Above the Law’s Joe Patrice called law firms, “the soft underbelly of American cyber security.” At this year’s LegalTech conference, FBI computer security expert Mary Galligan said that “hundreds of law firms” are being targeted by hackers. Giving confidential to your lawyer could be a big problem, in other words.
Something like half the lawyers in the United States work in solo or small firms. One of the hallmarks of solo and small firms is low overhead, which means no money for an IT department. These lawyers have to manage data security themselves, and few are competent to do so. Smart solos and small firms find ways to outsource security to contractors or by using secure cloud services. Due to confusion about the cloud and lack of knowledge about security, though, many lawyers don’t actually do anything beyond setting an operating system password — which, let’s be honest, is woefully insufficient.
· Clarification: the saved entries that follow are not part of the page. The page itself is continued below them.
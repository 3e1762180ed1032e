use std::sync::Arc;

use crate::application::errors::{BotError, ReloadError};
use crate::cogs::{CogRegistry, GuildScope};

/// Administrative operations over loaded cogs and per-guild enablement
pub struct AdminService {
    registry: Arc<CogRegistry>,
    guilds: GuildScope,
}

impl AdminService {
    pub fn new(registry: Arc<CogRegistry>) -> Self {
        let guilds = registry.host().guilds.clone();
        Self { registry, guilds }
    }

    pub fn registry(&self) -> &Arc<CogRegistry> {
        &self.registry
    }

    pub fn guilds(&self) -> &GuildScope {
        &self.guilds
    }

    /// Cogs enabled for a guild, with what the registry knows about each
    pub async fn help(&self, guild_id: &str) -> Result<String, BotError> {
        let enabled = self.guilds.enabled_cogs(guild_id).await?;
        if enabled.is_empty() {
            return Ok("No cogs are enabled in this guild.".to_string());
        }

        let mut help = "Enabled cogs:\n".to_string();
        for id in &enabled {
            match self.registry.get(id) {
                Some(cog) => help.push_str(&format!("  {} ({}) - {}\n", cog.name(), id, cog.description())),
                None => help.push_str(&format!("  {} (not loaded)\n", id)),
            }
        }
        Ok(help)
    }

    /// Commands a loaded cog owns
    pub fn cog_commands(&self, cog_id: &str) -> Result<String, BotError> {
        let cog = self
            .registry
            .get(cog_id)
            .ok_or_else(|| BotError::InvalidAction(format!("cog '{}' is not loaded", cog_id)))?;

        if cog.commands().is_empty() {
            return Ok(format!("{} has no commands.", cog.name()));
        }

        let prefix = &self.registry.host().prefix;
        let mut text = format!("Commands of {}:\n", cog.name());
        for name in cog.commands() {
            let description = cog
                .command_spec(name)
                .and_then(|c| c.description.as_deref())
                .unwrap_or("");
            text.push_str(&format!("  {}{} - {}\n", prefix, name, description));
        }
        Ok(text)
    }

    /// Every loaded cog with its enablement in `guild_id`
    pub async fn guild_overview(&self, guild_id: &str) -> Result<String, BotError> {
        let infos = self.registry.cogs_info();
        if infos.is_empty() {
            return Ok("No cogs loaded.".to_string());
        }

        let enabled = self.guilds.enabled_cogs(guild_id).await?;
        let mut text = format!("Cogs for guild {}:\n", guild_id);
        for info in infos {
            let mark = if enabled.contains(&info.id) { "on " } else { "off" };
            let degraded = if info.degraded { " [degraded]" } else { "" };
            text.push_str(&format!(
                "  [{}] {} ({}) - {} command(s), {} event(s){}\n",
                mark, info.name, info.id, info.commands, info.events, degraded
            ));
        }
        Ok(text)
    }

    /// `enable` or `disable` a cog for a guild
    pub async fn toggle(&self, guild_id: &str, cog_id: &str, action: &str) -> Result<String, BotError> {
        match action {
            "enable" => {
                self.guilds.enable(cog_id, guild_id).await?;
                Ok(format!("Enabled {} for this guild.", cog_id))
            }
            "disable" => {
                self.guilds.disable(cog_id, guild_id).await?;
                Ok(format!("Disabled {} for this guild.", cog_id))
            }
            other => Err(BotError::InvalidAction(format!(
                "'{}' (expected enable or disable)",
                other
            ))),
        }
    }

    pub async fn reload(&self, cog_id: &str) -> Result<String, BotError> {
        if !self.registry.is_loaded(cog_id) {
            return Err(ReloadError::NotLoaded(cog_id.to_string()).into());
        }
        let cog = self.registry.reload(cog_id).await?;
        Ok(format!(
            "Reloaded {} ({} command(s), {} event(s)).",
            cog.name(),
            cog.commands().len(),
            cog.binding_count()
        ))
    }

    pub async fn load(&self, cog_id: &str) -> Result<String, BotError> {
        let cog = self.registry.load_id(cog_id).await?;
        let suffix = match cog.init_error() {
            Some(e) => format!(" (init failed: {})", e),
            None => String::new(),
        };
        Ok(format!("Loaded {}{}.", cog.name(), suffix))
    }

    pub async fn unload(&self, cog_id: &str) -> Result<String, BotError> {
        self.registry.unload(cog_id).await?;
        Ok(format!("Unloaded {}.", cog_id))
    }
}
I think it is time for clients to start taking an interest in data security. You don’t need to be a security expert yourself to find out if your lawyer, financial advisor, or accountant has basic competence. All you need to do is ask a simple question.
Just ask your lawyer, financial planner, or accountant how their client data is secured.
If their answer is some version of “I don’t know,” confusion, or something non-responsive, find someone else. If their answer indicates they have actually considered security and have made some conscious choices, you are probably in much better shape than most clients.
There are a lot of different ways to secure client information, and many levels of security. If you have some data security expertise, definitely use your knowledge to make sure you are comfortable with your lawyer’s security precautions. Otherwise, ask a few questions to see if your lawyer has even considered data security.